In contrast to our results, exogenous application of LGI protein to hippocampal brain slices failed to affect release probability at Schaffer collateral-CA1 pyramidal cell synapses in p24–p29 rodents13
. Our results indicate release probability is already fully down-regulated by the high levels of native LGI1 present by p24–p29. Furthermore, ADAM22 is only weakly expressed in the Schaffer collateral (www.neuromab.org/datasheet/N46_30.pdf
). Exogenous LGI1 was also reported to produce a small increase of the AMPA/NMDA ratio, mEPSC amplitude, and mEPSC frequency13
. By contrast, our transgenic mice with excess LGI1 displayed a decreased mEPSC frequency and no change in mEPSC amplitude. Differences in the amount, distribution, or target of exogenous vs. endogenous LGI1 may explain these differing results.
Our results indicate LGI1 acts to remodel the hippocampal dentate glutamatergic circuitry. Dendritic arbor pruning may remove excess excitatory connections formed during early development. Although the detailed cellular mechanisms remain unknown, interactions between LGI1 and the postsynaptic cellular scaffolding molecule PSD95 might be important41
LGI1 did not regulate GABAergic synaptic functions measured in dentate gyrus, but inhibitory exceeded excitatory transmission by approximately 20-fold (). This observation suggests the strong inhibition might mask the increased excitatory transmission caused by mLGI142
. Future studies should evaluate whether LGI1 regulates glutamatergic synapses onto GABAergic neurons as these could also partially compensate for the pro-epileptic effects of mLGI1.

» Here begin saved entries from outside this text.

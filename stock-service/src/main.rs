use anyhow::Context;
use common_observability::StockMetrics;
use std::sync::Arc;
use stock_service::app::{build_router, cors_layer};
use stock_service::config::{ServiceConfig, StoreBackend};
use stock_service::store::{MemoryStockStore, PgStockStore, StockStore};
use stock_service::{AppState, StockController};
use tokio::net::TcpListener;
use tracing::{info, warn};
use tracing_subscriber::EnvFilter;

#[tokio::main]
async fn main() -> anyhow::Result<()> {
    tracing_subscriber::fmt()
        .with_env_filter(EnvFilter::try_from_default_env().unwrap_or_else(|_| EnvFilter::new("info")))
        .init();

    let config = ServiceConfig::from_env()?;

    let store: Arc<dyn StockStore> = match &config.backend {
        StoreBackend::Postgres { database_url, max_connections, run_migrations } => {
            let store = PgStockStore::connect(database_url, *max_connections, config.lock_timeout)
                .await
                .context("failed to connect to inventory database")?;
            if *run_migrations {
                store.migrate().await.context("failed to run inventory migrations")?;
            }
            Arc::new(store)
        }
        StoreBackend::Memory { seed } => {
            warn!(products = seed.len(), "using in-memory inventory store; stock is lost on restart");
            Arc::new(MemoryStockStore::with_stock(config.lock_timeout, seed.iter().copied()).await)
        }
    };

    let metrics = Arc::new(StockMetrics::new());
    let controller = StockController::new(store, metrics).with_max_attempts(config.max_attempts);
    let state = AppState::new(controller);

    let app = build_router(state).layer(cors_layer(&config.allowed_origins));

    info!(
        addr = %config.addr,
        lock_timeout_ms = config.lock_timeout.as_millis() as u64,
        max_attempts = config.max_attempts,
        "starting stock-service"
    );
    let listener = TcpListener::bind(config.addr).await?;
    axum::serve(listener, app).await?;
    Ok(())
}
//! Adjustment results and their mapping to caller-facing errors.

use crate::line_items::{ProductId, ValidationError};
use crate::store::StoreFault;
use common_http_errors::ApiError;
use serde::{Deserialize, Serialize};
use serde_json::json;
use thiserror::Error;

#[derive(Debug, Copy, Clone, PartialEq, Eq, Hash, Serialize, Deserialize)]
#[serde(rename_all = "snake_case")]
pub enum StockOperation {
    Decrement,
    Restore,
}

impl StockOperation {
    pub fn as_str(&self) -> &'static str {
        match self {
            StockOperation::Decrement => "decrement",
            StockOperation::Restore => "restore",
        }
    }
}

#[derive(Debug, Clone, PartialEq, Eq, Serialize)]
pub struct AdjustedLine {
    pub product_id: ProductId,
    pub quantity: i64,
    pub stock_before: i64,
    pub stock_after: i64,
}

/// Committed result of one batch, lines in ascending product order.
#[derive(Debug, Clone, PartialEq, Eq, Serialize)]
pub struct AdjustmentReceipt {
    pub operation: StockOperation,
    pub lines: Vec<AdjustedLine>,
}

#[derive(Debug, Clone, PartialEq, Eq, Error)]
pub enum AdjustmentError {
    #[error(transparent)]
    Validation(#[from] ValidationError),
    #[error("batch contains no items")]
    EmptyBatch,
    #[error("product {product_id} does not exist")]
    NotFound { product_id: ProductId },
    #[error("insufficient stock for product {product_id}: available {available}, requested {requested}")]
    InsufficientStock { product_id: ProductId, available: i64, requested: i64 },
    #[error("inventory store error: {0}")]
    Store(#[from] StoreFault),
    #[error("downstream step failed and stock was restored: {reason}")]
    DownstreamFailed { reason: String },
    #[error("downstream step failed ({reason}) and the compensating restore failed: {restore}")]
    CompensationFailed { reason: String, restore: Box<AdjustmentError> },
}

#[derive(Debug, Copy, Clone, PartialEq, Eq, Hash, Serialize)]
#[serde(rename_all = "snake_case")]
pub enum FailureKind {
    ValidationError,
    EmptyBatch,
    NotFound,
    InsufficientStock,
    StoreError,
    DownstreamFailed,
    CompensationFailed,
}

impl FailureKind {
    pub fn as_str(&self) -> &'static str {
        match self {
            FailureKind::ValidationError => "validation_error",
            FailureKind::EmptyBatch => "empty_batch",
            FailureKind::NotFound => "not_found",
            FailureKind::InsufficientStock => "insufficient_stock",
            FailureKind::StoreError => "store_error",
            FailureKind::DownstreamFailed => "downstream_failed",
            FailureKind::CompensationFailed => "compensation_failed",
        }
    }
}

impl AdjustmentError {
    pub fn kind(&self) -> FailureKind {
        match self {
            AdjustmentError::Validation(_) => FailureKind::ValidationError,
            AdjustmentError::EmptyBatch => FailureKind::EmptyBatch,
            AdjustmentError::NotFound { .. } => FailureKind::NotFound,
            AdjustmentError::InsufficientStock { .. } => FailureKind::InsufficientStock,
            AdjustmentError::Store(_) => FailureKind::StoreError,
            AdjustmentError::DownstreamFailed { .. } => FailureKind::DownstreamFailed,
            AdjustmentError::CompensationFailed { .. } => FailureKind::CompensationFailed,
        }
    }
}

#[derive(Debug, Clone, Default, PartialEq, Eq, Serialize)]
pub struct FailureDetails {
    #[serde(skip_serializing_if = "Option::is_none")]
    pub reason: Option<&'static str>,
    #[serde(skip_serializing_if = "Option::is_none")]
    pub item_index: Option<usize>,
    #[serde(skip_serializing_if = "Option::is_none")]
    pub available: Option<i64>,
    #[serde(skip_serializing_if = "Option::is_none")]
    pub requested: Option<i64>,
    #[serde(skip_serializing_if = "Option::is_none")]
    pub fault: Option<&'static str>,
}

#[derive(Debug, Clone, PartialEq, Eq, Serialize)]
pub struct AdjustmentFailure {
    pub kind: FailureKind,
    pub operation: StockOperation,
    #[serde(skip_serializing_if = "Option::is_none")]
    pub product_id: Option<ProductId>,
    pub message: String,
    pub details: FailureDetails,
}

#[derive(Debug, Clone, PartialEq, Eq)]
pub enum AdjustmentOutcome {
    Success(AdjustmentReceipt),
    Failure(AdjustmentFailure),
}

impl AdjustmentOutcome {
    pub fn is_success(&self) -> bool {
        matches!(self, AdjustmentOutcome::Success(_))
    }

    pub fn failure_kind(&self) -> Option<FailureKind> {
        match self {
            AdjustmentOutcome::Success(_) => None,
            AdjustmentOutcome::Failure(f) => Some(f.kind),
        }
    }
}

/// Builds the caller-facing outcome. Store faults are reduced to their class;
/// the fault text stays in the logs.
pub fn report(operation: StockOperation, result: Result<AdjustmentReceipt, AdjustmentError>) -> AdjustmentOutcome {
    let err = match result {
        Ok(receipt) => return AdjustmentOutcome::Success(receipt),
        Err(err) => err,
    };
    let kind = err.kind();
    let mut details = FailureDetails::default();
    let mut product_id = None;
    let message = match &err {
        AdjustmentError::Validation(v) => {
            details.reason = Some(v.code());
            match v {
                ValidationError::InvalidProductId { index } | ValidationError::InvalidQuantity { index } => {
                    details.item_index = Some(*index);
                }
                ValidationError::QuantityOverflow { product_id: id } => product_id = Some(*id),
            }
            v.to_string()
        }
        AdjustmentError::EmptyBatch => "Batch must include at least one item".to_string(),
        AdjustmentError::NotFound { product_id: id } => {
            product_id = Some(*id);
            format!("Product {id} does not exist")
        }
        AdjustmentError::InsufficientStock { product_id: id, available, requested } => {
            product_id = Some(*id);
            details.available = Some(*available);
            details.requested = Some(*requested);
            format!("Insufficient stock for product {id} (requested {requested}, available {available})")
        }
        AdjustmentError::Store(fault) => {
            details.fault = Some(fault.class());
            match operation {
                StockOperation::Decrement => "Stock adjustment failed; no changes were applied".to_string(),
                StockOperation::Restore => "Stock restore failed; no changes were applied".to_string(),
            }
        }
        AdjustmentError::DownstreamFailed { .. } => {
            "Downstream step failed; decremented stock was restored".to_string()
        }
        AdjustmentError::CompensationFailed { restore, .. } => {
            details.reason = Some(restore.kind().as_str());
            if let AdjustmentError::Store(fault) = restore.as_ref() {
                details.fault = Some(fault.class());
            }
            "Downstream step failed and stock could not be restored; operator attention required".to_string()
        }
    };
    AdjustmentOutcome::Failure(AdjustmentFailure { kind, operation, product_id, message, details })
}

impl From<AdjustmentFailure> for ApiError {
    fn from(f: AdjustmentFailure) -> Self {
        let code = f.kind.as_str();
        let details = Some(json!({
            "operation": f.operation,
            "product_id": f.product_id,
            "info": f.details,
        }));
        let message = Some(f.message);
        match f.kind {
            FailureKind::ValidationError | FailureKind::EmptyBatch => {
                ApiError::BadRequest { code, trace_id: None, message, details }
            }
            FailureKind::NotFound => ApiError::NotFound { code, trace_id: None, message, details },
            FailureKind::InsufficientStock => ApiError::Conflict { code, trace_id: None, message, details },
            FailureKind::StoreError | FailureKind::DownstreamFailed | FailureKind::CompensationFailed => {
                ApiError::Internal { code, trace_id: None, message, details }
            }
        }
    }
}

#[derive(Debug, Serialize)]
pub struct AdjustStockResponse {
    pub message: &'static str,
    pub operation: StockOperation,
    pub items: Vec<AdjustedLine>,
}

impl From<AdjustmentReceipt> for AdjustStockResponse {
    fn from(receipt: AdjustmentReceipt) -> Self {
        let message = match receipt.operation {
            StockOperation::Decrement => "Stock updated",
            StockOperation::Restore => "Stock restored",
        };
        Self { message, operation: receipt.operation, items: receipt.lines }
    }
}
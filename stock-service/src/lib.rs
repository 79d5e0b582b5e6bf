pub mod app;
pub mod config;
pub mod controller;
pub mod line_items;
pub mod outcome;
pub mod stock_handlers;
pub mod store;

pub use crate::controller::StockController;
pub use crate::line_items::{normalize, LineItem, NormalizedBatch, ProductId, RawLineItem, ValidationError};
pub use crate::outcome::{AdjustmentError, AdjustmentFailure, AdjustmentOutcome, AdjustmentReceipt, FailureKind, StockOperation};
pub use crate::stock_handlers::*;

use common_observability::StockMetrics;
use std::sync::Arc;

#[derive(Clone)]
pub struct AppState {
	pub controller: Arc<StockController>,
	pub metrics: Arc<StockMetrics>,
}

impl AppState {
	pub fn new(controller: StockController) -> Self {
		let metrics = controller.metrics().clone();
		Self { controller: Arc::new(controller), metrics }
	}
}
//! Request line items and the normalizer that turns them into a [`NormalizedBatch`].
//!
//! Clients send items as `{"id": .., "quantity": ..}` (older clients use `cantidad`),
//! with integers either as JSON numbers or numeric strings. Anything that does not
//! parse to a positive integer rejects the whole request.

use serde::{Deserialize, Serialize};
use serde_json::Value;
use std::collections::BTreeMap;
use std::fmt;
use thiserror::Error;

#[derive(Debug, Copy, Clone, PartialEq, Eq, PartialOrd, Ord, Hash, Serialize, Deserialize)]
#[serde(transparent)]
pub struct ProductId(pub i64);

impl fmt::Display for ProductId {
    fn fmt(&self, f: &mut fmt::Formatter<'_>) -> fmt::Result {
        fmt::Display::fmt(&self.0, f)
    }
}

/// Integer field as it arrives on the wire.
#[derive(Debug, Clone, PartialEq)]
pub enum RawInt {
    Int(i64),
    Text(String),
    Other(Value),
}

impl RawInt {
    fn as_i64(&self) -> Option<i64> {
        match self {
            RawInt::Int(v) => Some(*v),
            RawInt::Text(s) => s.trim().parse().ok(),
            RawInt::Other(_) => None,
        }
    }
}

impl From<i64> for RawInt {
    fn from(v: i64) -> Self {
        RawInt::Int(v)
    }
}

impl From<&Value> for RawInt {
    fn from(value: &Value) -> Self {
        match value {
            Value::Number(n) => n.as_i64().map(RawInt::Int).unwrap_or_else(|| RawInt::Other(value.clone())),
            Value::String(s) => RawInt::Text(s.clone()),
            other => RawInt::Other(other.clone()),
        }
    }
}

/// One entry of the `items` array.
///
/// Decoding never fails: an entry that is not an object, or whose fields are
/// missing or mistyped, keeps `None` there and is rejected by [`normalize`]
/// with its index. `quantity` wins over `cantidad` when both are present.
#[derive(Debug, Clone, PartialEq, Deserialize)]
#[serde(from = "Value")]
pub struct RawLineItem {
    pub id: Option<RawInt>,
    pub quantity: Option<RawInt>,
}

impl RawLineItem {
    pub fn new(id: impl Into<RawInt>, quantity: impl Into<RawInt>) -> Self {
        Self { id: Some(id.into()), quantity: Some(quantity.into()) }
    }
}

impl From<Value> for RawLineItem {
    fn from(value: Value) -> Self {
        let Value::Object(fields) = value else {
            return Self { id: None, quantity: None };
        };
        let field = |name: &str| fields.get(name).filter(|v| !v.is_null()).map(RawInt::from);
        Self { id: field("id"), quantity: field("quantity").or_else(|| field("cantidad")) }
    }
}

#[derive(Debug, Clone, PartialEq, Eq, Error)]
pub enum ValidationError {
    #[error("item {index} has an invalid product id; ids must be positive integers")]
    InvalidProductId { index: usize },
    #[error("item {index} has an invalid quantity; quantities must be positive integers")]
    InvalidQuantity { index: usize },
    #[error("combined quantity for product {product_id} is out of range")]
    QuantityOverflow { product_id: ProductId },
}

impl ValidationError {
    pub fn code(&self) -> &'static str {
        match self {
            ValidationError::InvalidProductId { .. } => "invalid_product_id",
            ValidationError::InvalidQuantity { .. } => "invalid_quantity",
            ValidationError::QuantityOverflow { .. } => "quantity_overflow",
        }
    }
}

#[derive(Debug, Copy, Clone, PartialEq, Eq, Serialize)]
pub struct LineItem {
    pub product_id: ProductId,
    pub quantity: i64,
}

/// Line items with unique product ids, iterated in ascending id order.
///
/// Ascending order is the lock order used by the controller.
#[derive(Debug, Clone, Default, PartialEq, Eq)]
pub struct NormalizedBatch {
    items: BTreeMap<ProductId, i64>,
}

impl NormalizedBatch {
    pub fn len(&self) -> usize {
        self.items.len()
    }

    pub fn is_empty(&self) -> bool {
        self.items.is_empty()
    }

    pub fn quantity_of(&self, product_id: ProductId) -> Option<i64> {
        self.items.get(&product_id).copied()
    }

    pub fn iter(&self) -> impl Iterator<Item = LineItem> + '_ {
        self.items
            .iter()
            .map(|(product_id, quantity)| LineItem { product_id: *product_id, quantity: *quantity })
    }
}

/// Validates every raw item and merges duplicates by summing their quantities.
///
/// Fails on the first invalid entry; nothing is returned for the valid ones.
pub fn normalize(raw_items: &[RawLineItem]) -> Result<NormalizedBatch, ValidationError> {
    let mut items: BTreeMap<ProductId, i64> = BTreeMap::new();
    for (index, raw) in raw_items.iter().enumerate() {
        let id = raw
            .id
            .as_ref()
            .and_then(RawInt::as_i64)
            .filter(|v| *v > 0)
            .ok_or(ValidationError::InvalidProductId { index })?;
        let quantity = raw
            .quantity
            .as_ref()
            .and_then(RawInt::as_i64)
            .filter(|v| *v > 0)
            .ok_or(ValidationError::InvalidQuantity { index })?;
        let product_id = ProductId(id);
        let entry = items.entry(product_id).or_insert(0);
        *entry = entry
            .checked_add(quantity)
            .ok_or(ValidationError::QuantityOverflow { product_id })?;
    }
    Ok(NormalizedBatch { items })
}
use crate::line_items::RawLineItem;
use crate::outcome::{AdjustStockResponse, AdjustmentOutcome, FailureKind, StockOperation};
use crate::AppState;
use axum::extract::rejection::JsonRejection;
use axum::extract::State;
use axum::Json;
use common_http_errors::ApiError;
use serde::Deserialize;
use uuid::Uuid;

/// Body of both stock endpoints. A missing or `null` `items` is an empty batch.
#[derive(Debug, Deserialize)]
pub struct AdjustStockRequest {
    #[serde(default)]
    pub items: Option<Vec<RawLineItem>>,
}

type StockPayload = Result<Json<AdjustStockRequest>, JsonRejection>;

pub async fn decrement_stock(
    State(state): State<AppState>,
    payload: StockPayload,
) -> Result<Json<AdjustStockResponse>, ApiError> {
    let items = request_items(StockOperation::Decrement, payload)?;
    adjust(&state, StockOperation::Decrement, &items).await
}

/// Compensating endpoint: called by the sale flow when recording the sale fails
/// after stock was decremented.
pub async fn restore_stock(
    State(state): State<AppState>,
    payload: StockPayload,
) -> Result<Json<AdjustStockResponse>, ApiError> {
    let items = request_items(StockOperation::Restore, payload)?;
    adjust(&state, StockOperation::Restore, &items).await
}

/// Bodies that are not a JSON object with an `items` array are validation
/// failures; the extractor's text stays in the logs.
fn request_items(operation: StockOperation, payload: StockPayload) -> Result<Vec<RawLineItem>, ApiError> {
    match payload {
        Ok(Json(request)) => Ok(request.items.unwrap_or_default()),
        Err(rejection) => {
            tracing::debug!(operation = operation.as_str(), error = %rejection.body_text(), "rejected stock request body");
            Err(ApiError::BadRequest {
                code: FailureKind::ValidationError.as_str(),
                trace_id: None,
                message: Some("Request body must be a JSON object with an items array".to_string()),
                details: Some(serde_json::json!({ "operation": operation })),
            })
        }
    }
}

async fn adjust(
    state: &AppState,
    operation: StockOperation,
    items: &[RawLineItem],
) -> Result<Json<AdjustStockResponse>, ApiError> {
    match state.controller.adjust_stock(operation, items).await {
        AdjustmentOutcome::Success(receipt) => Ok(Json(receipt.into())),
        AdjustmentOutcome::Failure(failure) => {
            let err = ApiError::from(failure);
            if err.status().is_server_error() {
                let trace_id = Uuid::new_v4();
                tracing::error!(%trace_id, operation = operation.as_str(), code = err.code(), "stock adjustment failed");
                return Err(err.with_trace_id(trace_id));
            }
            Err(err)
        }
    }
}
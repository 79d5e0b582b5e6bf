use crate::stock_handlers::{decrement_stock, restore_stock};
use crate::AppState;
use axum::{
    body::Body,
    extract::State,
    http::{
        header::{ACCEPT, CONTENT_TYPE},
        HeaderValue, Method, Request, StatusCode,
    },
    middleware::{self, Next},
    response::Response,
    routing::{get, post},
    Router,
};
use common_http_errors::ERROR_CODE_HEADER;
use common_observability::StockMetrics;
use prometheus::{Encoder, TextEncoder};
use std::sync::Arc;
use tower_http::cors::{AllowOrigin, CorsLayer};

pub const SERVICE_NAME: &str = "stock-service";

pub async fn health() -> &'static str {
    "ok"
}

async fn metrics_endpoint(State(state): State<AppState>) -> (StatusCode, String) {
    let encoder = TextEncoder::new();
    let families = state.metrics.registry.gather();
    let mut buf = Vec::new();
    if let Err(e) = encoder.encode(&families, &mut buf) {
        return (
            StatusCode::INTERNAL_SERVER_ERROR,
            format!("metrics encode error: {e}"),
        );
    }
    (StatusCode::OK, String::from_utf8_lossy(&buf).to_string())
}

async fn error_metrics_mw(
    State(metrics): State<Arc<StockMetrics>>,
    req: Request<Body>,
    next: Next,
) -> Response {
    let resp = next.run(req).await;
    let status = resp.status();
    if status.as_u16() >= 400 {
        let code = resp
            .headers()
            .get(ERROR_CODE_HEADER)
            .and_then(|v| v.to_str().ok())
            .unwrap_or("unknown");
        metrics
            .http_errors_total
            .with_label_values(&[SERVICE_NAME, code, status.as_str()])
            .inc();
    }
    resp
}

pub fn cors_layer(allowed_origins: &[String]) -> CorsLayer {
    CorsLayer::new()
        .allow_origin(AllowOrigin::list(
            allowed_origins
                .iter()
                .filter_map(|origin| origin.parse::<HeaderValue>().ok())
                .collect::<Vec<_>>(),
        ))
        .allow_methods([Method::GET, Method::POST, Method::OPTIONS])
        .allow_headers([ACCEPT, CONTENT_TYPE])
}

pub fn build_router(state: AppState) -> Router {
    let metrics = state.metrics.clone();
    Router::new()
        .route("/healthz", get(health))
        .route("/inventory/stock/decrement", post(decrement_stock))
        .route("/inventory/stock/restore", post(restore_stock))
        .route("/metrics", get(metrics_endpoint))
        .with_state(state)
        .layer(middleware::from_fn_with_state(metrics, error_metrics_mw))
}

The opposing effects of mLGI1 and excess full-length LGI1 indicate mLGI1 acts as a dominant negative inhibitor to cause epilepsy14
, rather than through haploid insufficiency7,11
. The dominant negative mechanism remains undefined, but could result from hetero-multimer formation between mLGI1 and wild-type LGI1 via
cysteine residues within the N-terminal leucine-rich repeat domain13
. Since the dominant negative effects of mLGI1 occurred in the critical period of postnatal development, we suggest ADLTE mLGI1 may disrupt normal brain development in early childhood to promote epilepsy throughout adulthood.